Material for the task
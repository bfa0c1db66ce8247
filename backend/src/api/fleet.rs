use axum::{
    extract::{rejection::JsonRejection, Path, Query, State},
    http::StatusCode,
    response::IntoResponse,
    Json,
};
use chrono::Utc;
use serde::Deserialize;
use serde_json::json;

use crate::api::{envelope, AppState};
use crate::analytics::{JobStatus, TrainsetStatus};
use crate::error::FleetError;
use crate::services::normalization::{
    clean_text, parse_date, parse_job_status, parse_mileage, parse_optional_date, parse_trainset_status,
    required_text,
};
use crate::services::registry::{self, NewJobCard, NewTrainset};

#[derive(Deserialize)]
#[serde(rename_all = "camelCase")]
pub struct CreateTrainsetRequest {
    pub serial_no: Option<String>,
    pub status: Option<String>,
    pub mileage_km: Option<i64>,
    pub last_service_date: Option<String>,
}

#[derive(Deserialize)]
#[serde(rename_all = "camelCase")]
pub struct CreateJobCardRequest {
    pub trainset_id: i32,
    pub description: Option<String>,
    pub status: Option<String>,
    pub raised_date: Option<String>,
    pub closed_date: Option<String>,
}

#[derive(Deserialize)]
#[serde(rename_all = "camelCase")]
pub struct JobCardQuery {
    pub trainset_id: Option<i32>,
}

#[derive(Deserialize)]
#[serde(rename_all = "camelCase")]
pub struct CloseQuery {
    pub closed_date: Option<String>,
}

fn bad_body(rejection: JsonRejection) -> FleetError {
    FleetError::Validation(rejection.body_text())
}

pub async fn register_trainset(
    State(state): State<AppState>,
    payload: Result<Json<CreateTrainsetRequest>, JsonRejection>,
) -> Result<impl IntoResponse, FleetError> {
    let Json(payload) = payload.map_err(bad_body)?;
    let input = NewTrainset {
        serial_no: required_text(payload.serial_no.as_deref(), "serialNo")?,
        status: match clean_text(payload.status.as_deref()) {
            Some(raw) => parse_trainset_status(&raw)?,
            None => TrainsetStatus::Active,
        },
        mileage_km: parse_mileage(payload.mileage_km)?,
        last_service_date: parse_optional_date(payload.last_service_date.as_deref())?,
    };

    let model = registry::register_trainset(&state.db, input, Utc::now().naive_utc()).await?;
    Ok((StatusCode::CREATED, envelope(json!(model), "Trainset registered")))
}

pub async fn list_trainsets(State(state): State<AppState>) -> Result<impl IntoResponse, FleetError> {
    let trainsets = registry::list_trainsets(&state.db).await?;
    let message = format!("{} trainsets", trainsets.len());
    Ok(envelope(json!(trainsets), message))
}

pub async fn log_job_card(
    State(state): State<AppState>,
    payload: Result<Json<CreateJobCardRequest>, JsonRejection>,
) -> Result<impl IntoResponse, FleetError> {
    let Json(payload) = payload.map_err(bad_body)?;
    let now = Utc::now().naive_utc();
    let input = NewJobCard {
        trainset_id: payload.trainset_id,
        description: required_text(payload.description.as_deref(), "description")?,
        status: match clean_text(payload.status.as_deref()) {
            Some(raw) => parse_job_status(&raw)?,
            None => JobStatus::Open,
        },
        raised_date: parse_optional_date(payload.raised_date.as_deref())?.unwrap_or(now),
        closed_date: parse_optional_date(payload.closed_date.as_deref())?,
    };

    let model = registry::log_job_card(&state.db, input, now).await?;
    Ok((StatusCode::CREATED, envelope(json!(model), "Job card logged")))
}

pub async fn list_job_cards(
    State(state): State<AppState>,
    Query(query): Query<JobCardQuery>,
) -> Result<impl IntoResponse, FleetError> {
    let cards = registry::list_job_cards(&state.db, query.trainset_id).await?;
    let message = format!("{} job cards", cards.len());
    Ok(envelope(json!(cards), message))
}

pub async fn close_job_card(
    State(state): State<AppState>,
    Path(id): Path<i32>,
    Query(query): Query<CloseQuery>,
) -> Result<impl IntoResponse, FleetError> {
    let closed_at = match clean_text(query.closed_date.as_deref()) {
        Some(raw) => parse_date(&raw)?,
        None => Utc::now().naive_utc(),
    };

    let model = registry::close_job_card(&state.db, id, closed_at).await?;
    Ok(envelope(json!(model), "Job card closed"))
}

...

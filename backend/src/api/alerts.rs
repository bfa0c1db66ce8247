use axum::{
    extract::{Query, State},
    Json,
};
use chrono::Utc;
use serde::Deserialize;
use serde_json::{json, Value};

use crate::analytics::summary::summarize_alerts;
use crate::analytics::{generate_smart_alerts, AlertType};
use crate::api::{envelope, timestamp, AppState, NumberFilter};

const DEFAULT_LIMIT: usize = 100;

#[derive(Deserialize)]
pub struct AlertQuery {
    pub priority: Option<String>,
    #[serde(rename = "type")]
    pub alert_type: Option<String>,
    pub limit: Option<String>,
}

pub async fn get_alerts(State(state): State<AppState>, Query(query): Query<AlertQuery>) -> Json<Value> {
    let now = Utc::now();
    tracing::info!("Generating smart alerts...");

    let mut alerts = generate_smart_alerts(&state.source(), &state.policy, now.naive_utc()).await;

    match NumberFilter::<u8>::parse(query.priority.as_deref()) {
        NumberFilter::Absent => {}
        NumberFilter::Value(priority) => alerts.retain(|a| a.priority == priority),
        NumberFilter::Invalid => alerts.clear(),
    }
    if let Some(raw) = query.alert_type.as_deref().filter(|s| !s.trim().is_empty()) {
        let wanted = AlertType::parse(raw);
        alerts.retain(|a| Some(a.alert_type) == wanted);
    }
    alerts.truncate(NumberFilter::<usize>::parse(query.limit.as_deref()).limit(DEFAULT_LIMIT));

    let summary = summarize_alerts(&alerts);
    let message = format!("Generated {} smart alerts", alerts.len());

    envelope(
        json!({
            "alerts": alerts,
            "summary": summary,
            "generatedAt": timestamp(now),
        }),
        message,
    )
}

Aim of the task
Which lines in the material above include the string "CloseQuery"? Pull them out.

Written answer
pub struct CloseQuery {
    Query(query): Query<CloseQuery>,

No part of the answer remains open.